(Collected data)
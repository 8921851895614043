//! Client-side checks run before a form is submitted. A failing check means
//! no request is sent.

use thiserror::Error;

use crate::model::published_link::{NewPublishedLink, RejectLink};
use crate::model::withdrawal::{NewWithdrawal, PaymentDetails, PaymentMethod, ProcessWithdrawal, WithdrawalStatus};

/// Points are withdrawn in blocks of this size.
pub const POINTS_PER_UNIT: i64 = 5;
/// Shillings paid per block of points. Display only; the server computes the
/// amount actually paid.
pub const KSH_PER_UNIT: f64 = 100.0;

/// Estimated payout shown next to the points field.
pub fn estimate_ksh(points: i64) -> f64 {
    points as f64 / POINTS_PER_UNIT as f64 * KSH_PER_UNIT
}

#[derive(Debug, Clone, PartialEq, Eq, Error)]
pub enum WithdrawalError {
    #[error("Please enter a valid number of points to withdraw")]
    NotPositive,
    #[error("You can't withdraw more than your available points ({available})")]
    ExceedsBalance { available: i64 },
    #[error("Points must be in multiples of 5")]
    NotMultiple,
    #[error("Please enter a phone number for M-Pesa withdrawal")]
    MissingPhone,
    #[error("Please enter the account number, bank name and account name")]
    MissingBankDetails,
}

#[derive(Debug, Clone, PartialEq, Eq, Error)]
pub enum ActionError {
    #[error("A transaction reference is required to complete a withdrawal")]
    MissingReference,
    #[error("Please explain why the link is rejected")]
    BlankNotes,
}

#[derive(Debug, Clone, PartialEq, Eq, Error)]
#[error("{0} is required")]
pub struct FormError(pub &'static str);

/// Raw state of the withdrawal form. Every input is kept as typed text until
/// submission.
#[derive(Debug, Clone, PartialEq, Eq, Default)]
pub struct WithdrawalForm {
    pub points: String,
    pub payment_method: PaymentMethod,
    pub phone_number: String,
    pub name: String,
    pub account_number: String,
    pub bank_name: String,
    pub account_name: String,
}

impl WithdrawalForm {
    /// Parsed points, zero when the field is blank or not a number.
    pub fn points(&self) -> i64 {
        self.points.trim().parse().unwrap_or(0)
    }

    /// Checks the form against `available` points and builds the request body.
    pub fn validate(&self, available: i64) -> Result<NewWithdrawal, WithdrawalError> {
        let points = validate_points(self.points(), available)?;
        let payment_details = match self.payment_method {
            PaymentMethod::MPesa => {
                if self.phone_number.trim().is_empty() {
                    return Err(WithdrawalError::MissingPhone);
                }
                PaymentDetails::MPesa {
                    phone_number: self.phone_number.trim().to_string(),
                    name: self.name.trim().to_string(),
                }
            }
            PaymentMethod::BankTransfer => {
                let fields = [&self.account_number, &self.bank_name, &self.account_name];
                if fields.iter().any(|field| field.trim().is_empty()) {
                    return Err(WithdrawalError::MissingBankDetails);
                }
                PaymentDetails::Bank {
                    account_number: self.account_number.trim().to_string(),
                    bank_name: self.bank_name.trim().to_string(),
                    account_name: self.account_name.trim().to_string(),
                }
            }
        };
        Ok(NewWithdrawal {
            points,
            payment_method: self.payment_method,
            payment_details,
        })
    }
}

/// Accepts `points` when `0 < points <= available` and it is a whole number
/// of units.
pub fn validate_points(points: i64, available: i64) -> Result<i64, WithdrawalError> {
    if points <= 0 {
        return Err(WithdrawalError::NotPositive);
    }
    if points > available {
        return Err(WithdrawalError::ExceedsBalance { available });
    }
    if points % POINTS_PER_UNIT != 0 {
        return Err(WithdrawalError::NotMultiple);
    }
    Ok(points)
}

/// Admin decision on a withdrawal request.
#[derive(Debug, Clone, Copy, PartialEq, Eq, Hash)]
pub enum ProcessAction {
    Approve,
    Reject,
    Complete,
}

impl ProcessAction {
    pub fn target(&self) -> WithdrawalStatus {
        match self {
            ProcessAction::Approve => WithdrawalStatus::Approved,
            ProcessAction::Reject => WithdrawalStatus::Rejected,
            ProcessAction::Complete => WithdrawalStatus::Completed,
        }
    }

    pub fn label(&self) -> &'static str {
        match self {
            ProcessAction::Approve => "Approve",
            ProcessAction::Reject => "Reject",
            ProcessAction::Complete => "Complete",
        }
    }

    /// Actions offered for a request in `status`.
    pub fn available_for(status: WithdrawalStatus) -> &'static [ProcessAction] {
        match status {
            WithdrawalStatus::Pending => &[ProcessAction::Approve, ProcessAction::Reject],
            WithdrawalStatus::Approved => &[ProcessAction::Complete],
            WithdrawalStatus::Rejected | WithdrawalStatus::Completed => &[],
        }
    }
}

/// State of the process modal.
#[derive(Debug, Clone, PartialEq, Eq)]
pub struct ProcessForm {
    pub action: ProcessAction,
    pub notes: String,
    pub transaction_reference: String,
}

impl ProcessForm {
    pub fn new(action: ProcessAction) -> Self {
        Self {
            action,
            notes: String::new(),
            transaction_reference: String::new(),
        }
    }

    /// Completion stays disabled until a reference is typed.
    pub fn can_submit(&self) -> bool {
        self.action != ProcessAction::Complete || !self.transaction_reference.trim().is_empty()
    }

    pub fn validate(&self) -> Result<ProcessWithdrawal, ActionError> {
        if !self.can_submit() {
            return Err(ActionError::MissingReference);
        }
        let notes = Some(self.notes.trim().to_string()).filter(|notes| !notes.is_empty());
        let transaction_reference = match self.action {
            ProcessAction::Complete => Some(self.transaction_reference.trim().to_string()),
            _ => None,
        };
        Ok(ProcessWithdrawal {
            status: self.action.target(),
            notes,
            transaction_reference,
        })
    }
}

/// Builds the reject body; the notes must not be blank.
pub fn reject_link(notes: &str) -> Result<RejectLink, ActionError> {
    let notes = notes.trim();
    if notes.is_empty() {
        return Err(ActionError::BlankNotes);
    }
    Ok(RejectLink {
        notes: notes.to_string(),
    })
}

impl NewPublishedLink {
    pub fn validate(&self) -> Result<(), FormError> {
        if self.press_release.trim().is_empty() {
            return Err(FormError("Press release"));
        }
        if self.url.trim().is_empty() {
            return Err(FormError("URL"));
        }
        Ok(())
    }
}

#[cfg(test)]
mod tests {
    use super::*;

    fn mpesa(points: &str) -> WithdrawalForm {
        WithdrawalForm {
            points: points.into(),
            phone_number: "0712345678".into(),
            ..Default::default()
        }
    }

    #[test]
    fn points_rules() {
        assert_eq!(validate_points(0, 100), Err(WithdrawalError::NotPositive));
        assert_eq!(validate_points(-5, 100), Err(WithdrawalError::NotPositive));
        assert_eq!(
            validate_points(105, 100),
            Err(WithdrawalError::ExceedsBalance { available: 100 })
        );
        assert_eq!(validate_points(12, 100), Err(WithdrawalError::NotMultiple));
        assert_eq!(validate_points(100, 100), Ok(100));
        assert_eq!(validate_points(5, 100), Ok(5));
    }

    #[test]
    fn blank_or_garbage_points_are_not_positive() {
        assert_eq!(mpesa("").validate(50), Err(WithdrawalError::NotPositive));
        assert_eq!(mpesa("abc").validate(50), Err(WithdrawalError::NotPositive));
    }

    #[test]
    fn mpesa_needs_a_phone_number() {
        let mut form = mpesa("20");
        form.phone_number = "  ".into();
        assert_eq!(form.validate(50), Err(WithdrawalError::MissingPhone));
    }

    #[test]
    fn bank_transfer_needs_every_account_field() {
        let mut form = WithdrawalForm {
            points: "10".into(),
            payment_method: PaymentMethod::BankTransfer,
            account_number: "0011".into(),
            bank_name: "KCB".into(),
            ..Default::default()
        };
        assert_eq!(form.validate(50), Err(WithdrawalError::MissingBankDetails));
        form.account_name = "Otieno".into();
        let request = form.validate(50).unwrap();
        assert_eq!(request.payment_details.method(), PaymentMethod::BankTransfer);
        let body = serde_json::to_value(&request).unwrap();
        assert_eq!(body["payment_method"], "Bank Transfer");
        assert_eq!(body["payment_details"]["bank_name"], "KCB");
    }

    #[test]
    fn valid_request_body() {
        let request = mpesa("25").validate(100).unwrap();
        assert_eq!(request.points, 25);
        let body = serde_json::to_value(&request).unwrap();
        assert_eq!(body["payment_details"]["phone_number"], "0712345678");
    }

    #[test]
    fn ksh_estimate() {
        assert_eq!(estimate_ksh(5), 100.0);
        assert_eq!(estimate_ksh(25), 500.0);
        assert_eq!(estimate_ksh(0), 0.0);
    }

    #[test]
    fn completion_is_blocked_without_reference() {
        let mut form = ProcessForm::new(ProcessAction::Complete);
        assert!(!form.can_submit());
        assert_eq!(form.validate(), Err(ActionError::MissingReference));

        form.transaction_reference = "QK12ABC".into();
        assert!(form.can_submit());
        let body = form.validate().unwrap();
        assert_eq!(body.status, WithdrawalStatus::Completed);
        assert_eq!(body.transaction_reference.as_deref(), Some("QK12ABC"));
        assert_eq!(body.notes, None);
    }

    #[test]
    fn approve_and_reject_need_nothing_extra() {
        assert!(ProcessForm::new(ProcessAction::Approve).can_submit());
        let mut reject = ProcessForm::new(ProcessAction::Reject);
        reject.notes = "duplicate".into();
        let body = reject.validate().unwrap();
        assert_eq!(body.status, WithdrawalStatus::Rejected);
        assert_eq!(body.transaction_reference, None);
    }

    #[test]
    fn actions_follow_the_lifecycle() {
        assert_eq!(
            ProcessAction::available_for(WithdrawalStatus::Pending),
            &[ProcessAction::Approve, ProcessAction::Reject]
        );
        assert_eq!(
            ProcessAction::available_for(WithdrawalStatus::Approved),
            &[ProcessAction::Complete]
        );
        assert!(ProcessAction::available_for(WithdrawalStatus::Completed).is_empty());
    }

    #[test]
    fn link_rejection_needs_notes() {
        assert_eq!(reject_link("   "), Err(ActionError::BlankNotes));
        assert_eq!(
            reject_link("broken link"),
            Ok(RejectLink {
                notes: "broken link".into()
            })
        );
    }

    #[test]
    fn new_link_requires_release_and_url() {
        let mut link = NewPublishedLink::default();
        assert_eq!(link.validate(), Err(FormError("Press release")));
        link.press_release = "pr1".into();
        assert_eq!(link.validate(), Err(FormError("URL")));
        link.url = "https://news.example/a".into();
        assert_eq!(link.validate(), Ok(()));
    }
}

• [Exercise directions]:
Gather all lines of the records that include the word "Result".

• [Written solution]:
    pub fn validate(&self, available: i64) -> Result<NewWithdrawal, WithdrawalError> {
pub fn validate_points(points: i64, available: i64) -> Result<i64, WithdrawalError> {
    pub fn validate(&self) -> Result<ProcessWithdrawal, ActionError> {
pub fn reject_link(notes: &str) -> Result<RejectLink, ActionError> {
    pub fn validate(&self) -> Result<(), FormError> {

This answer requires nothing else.